The world of mathematics has changed. These are the first two articles that mention this change.
This week I have the pleasure of having Georges Gonthier visit our group. Georges Gonthier has completed a computer verified proof of the four-colour theorem. The previous proofs of the four-colour theorem have been a combination of traditional combinatorial reasoning and a computer program to perform a billion case analysis. It can be hard to accept such proofs because it is hard to be reasonably certain of the correctness of the software that does the case analysis. Georges’s proof is different. His proof is written in Coq. Coq is a unified language for both writing proofs and writing programs. In this language Georges writes the combinatorial proof, he writes the program for the case analysis, and he proves the program is correct.
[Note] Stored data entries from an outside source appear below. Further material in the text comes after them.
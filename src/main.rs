use clap::{Parser, Subcommand};
use folio::output::{self, DocumentStatus};
use folio::{config, generate};
use std::path::PathBuf;

#[derive(Parser)]
#[command(name = "folio")]
#[command(about = "Content core for a personal portfolio site")]
#[command(long_about = "\
Content core for a personal portfolio site

Certificates are the union of a curated list in config.toml and whatever
image files sit in the certificates directory. Long-form pages are markup
documents with a YAML front matter header.

Site structure:

  site/
  ├── config.toml                      # Site config (optional)
  ├── public/
  │   └── certificates/                # Discovered certificates (.png .jpg .jpeg .webp .avif)
  │       └── aws.png
  └── src/data/journey/
      └── journey.mdx                  # Document: ---front matter--- + markup body

Curated entries win over discovered files with the same path and keep their
declaration order; discovered files follow in filename order.

Run 'folio gen-config' to generate a documented config.toml.")]
#[command(version)]
struct Cli {
    /// Site root directory
    #[arg(long, default_value = ".", global = true)]
    source: PathBuf,

    /// Output directory
    #[arg(long, default_value = "dist", global = true)]
    output: PathBuf,

    /// Enable debug logging
    #[arg(short, long, global = true)]
    verbose: bool,

    #[command(subcommand)]
    command: Command,
}

#[derive(Subcommand)]
enum Command {
    /// List the merged certificate collection
    Certificates {
        /// Emit JSON instead of the text listing
        #[arg(long)]
        json: bool,
    },
    /// Print the rendered HTML body of one document
    Render {
        /// Document name, e.g. "journey"
        name: String,
    },
    /// Generate the certificates gallery and document pages
    Build,
    /// Validate config, certificates and documents without writing anything
    Check,
    /// Print a stock config.toml with all options documented
    GenConfig,
}

fn main() -> Result<(), Box<dyn std::error::Error>> {
    let cli = Cli::parse();

    let subscriber = tracing_subscriber::fmt()
        .with_env_filter(
            tracing_subscriber::EnvFilter::from_default_env().add_directive(if cli.verbose {
                tracing::Level::DEBUG.into()
            } else {
                tracing::Level::WARN.into()
            }),
        )
        .with_writer(std::io::stderr)
        .finish();
    tracing::subscriber::set_global_default(subscriber)?;

    match cli.command {
        Command::Certificates { json } => {
            let site_config = config::load_config(&cli.source)?;
            let certificates = generate::collect_certificates(&cli.source, &site_config);
            if json {
                println!("{}", serde_json::to_string_pretty(&certificates)?);
            } else {
                output::print_certificates_output(&certificates, &site_config.curated);
            }
        }
        Command::Render { name } => {
            let site_config = config::load_config(&cli.source)?;
            let store = generate::document_store(&cli.source, &site_config);
            let Some(doc) = store.load(&name) else {
                return Err(format!(
                    "document '{}' not found in {}",
                    name,
                    store.root().display()
                )
                .into());
            };
            let body = generate::markup_renderer(&site_config).render_markup(&doc.content);
            println!("{}", body.into_string());
        }
        Command::Build => {
            println!("==> Loading {}", cli.source.display());
            let site_config = config::load_config(&cli.source)?;

            println!("==> Generating HTML \u{2192} {}", cli.output.display());
            let report = generate::generate(&cli.source, &cli.output, &site_config)?;
            output::print_generate_output(&report, &cli.output);

            println!("==> Build complete: {}", cli.output.display());
        }
        Command::Check => {
            println!("==> Checking {}", cli.source.display());
            let site_config = config::load_config(&cli.source)?;

            let certificates = generate::collect_certificates(&cli.source, &site_config);
            output::print_certificates_output(&certificates, &site_config.curated);

            let store = generate::document_store(&cli.source, &site_config);
            let renderer = generate::markup_renderer(&site_config);
            let loaded: Vec<_> = site_config
                .documents
                .pages
                .iter()
                .map(|name| {
                    let path = store.path_for(name).unwrap_or_else(|| store.root().join(name));
                    let doc = store.load(name);
                    let body = doc.as_ref().map(|d| renderer.render_markup(&d.content));
                    (name.as_str(), path, doc, body)
                })
                .collect();
            let statuses: Vec<DocumentStatus<'_>> = loaded
                .iter()
                .map(|(name, path, doc, body)| DocumentStatus {
                    name,
                    path,
                    loaded: doc.as_ref().zip(body.as_ref()),
                })
                .collect();
            output::print_documents_output(&statuses);

            println!("==> Content is valid");
        }
        Command::GenConfig => {
            print!("{}", config::stock_config_toml());
        }
    }

    Ok(())
}
//! Certificate image discovery.
//!
//! Any image dropped into the certificates directory shows up in the gallery
//! without being declared in `config.toml`. The filename carries no metadata,
//! so discovered records are bare: only the public path is known.
//!
//! ```text
//! public/certificates/           # scanned directory
//! ├── aws-architect.png          # → /certificates/aws-architect.png
//! ├── Rust-Course.WEBP           # → /certificates/Rust-Course.WEBP
//! ├── notes.txt                  # ignored (not an image)
//! ├── .DS_Store                  # ignored (hidden)
//! └── drafts/                    # ignored (directories are not walked)
//! ```
//!
//! ## Failure policy
//!
//! Scanning never fails. A missing directory is the normal "nothing dropped
//! in yet" state and yields an empty list; an unreadable directory or entry is
//! logged and skipped. The gallery then shows whatever the curated list holds.

use crate::types::ContentRecord;
use std::path::Path;
use walkdir::WalkDir;

/// Extensions recognized as certificate images (compared case-insensitively).
pub const IMAGE_EXTENSIONS: &[&str] = &["png", "jpg", "jpeg", "webp", "avif"];

/// Public mount point used when none is configured.
pub const DEFAULT_MOUNT: &str = "/certificates";

/// Discover certificate images in `dir`, publishing them under `mount`.
///
/// Records are returned in filename order so repeated scans of the same
/// directory are identical.
pub fn scan_certificates(dir: &Path, mount: &str) -> Vec<ContentRecord> {
    if !dir.is_dir() {
        tracing::debug!(dir = %dir.display(), "certificate directory not found");
        return Vec::new();
    }

    let mount = mount.trim_end_matches('/');
    let mut records = Vec::new();

    let walker = WalkDir::new(dir)
        .min_depth(1)
        .max_depth(1)
        .sort_by_file_name();

    for entry in walker {
        let entry = match entry {
            Ok(entry) => entry,
            Err(err) => {
                tracing::warn!(dir = %dir.display(), error = %err, "skipping unreadable entry");
                continue;
            }
        };
        if !entry.file_type().is_file() {
            continue;
        }
        let name = entry.file_name().to_string_lossy();
        if name.starts_with('.') || !is_image(&name) {
            continue;
        }
        records.push(ContentRecord::bare(format!("{mount}/{name}")));
    }

    tracing::debug!(dir = %dir.display(), count = records.len(), "scanned certificates");
    records
}

/// Whether a filename carries one of the recognized image extensions.
pub fn is_image(filename: &str) -> bool {
    Path::new(filename)
        .extension()
        .map(|ext| {
            let ext = ext.to_string_lossy();
            IMAGE_EXTENSIONS
                .iter()
                .any(|known| ext.eq_ignore_ascii_case(known))
        })
        .unwrap_or(false)
}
All details of the entire proof is checked by the computer all the way down to the logical foundations.
Once one trusts the proof checking software, one needs to check that the statement being proved is actually the statement being claimed. This can potentially be difficult. The characterization of planar graphs can be complicated, but Georges goes even further by also giving a clear topological characterization of the four-colour theorem. A map is a list of disjoint open connected subsets of ℝ². Two sets (countries) are adjacent if their boundaries share at least two points. Any such map is four colourable.
The combinatorial proof is entirely constructive. Going from the above topological statement to the combinatorial statement requires classical reasoning.
The four-colour theorem, once questioned, has now been checked to a higher standard than most mathematical proofs. This only the beginning. This proof will be followed by a computer verified proof of the Kepler Conjecture, and then by a computer verified proof of classification theorem of finite groups. With the most complex proofs being held to such a high standard, regular proofs will be held to the same standard. Soon all mathematical proofs will be required to be verified by a computer before being accepted.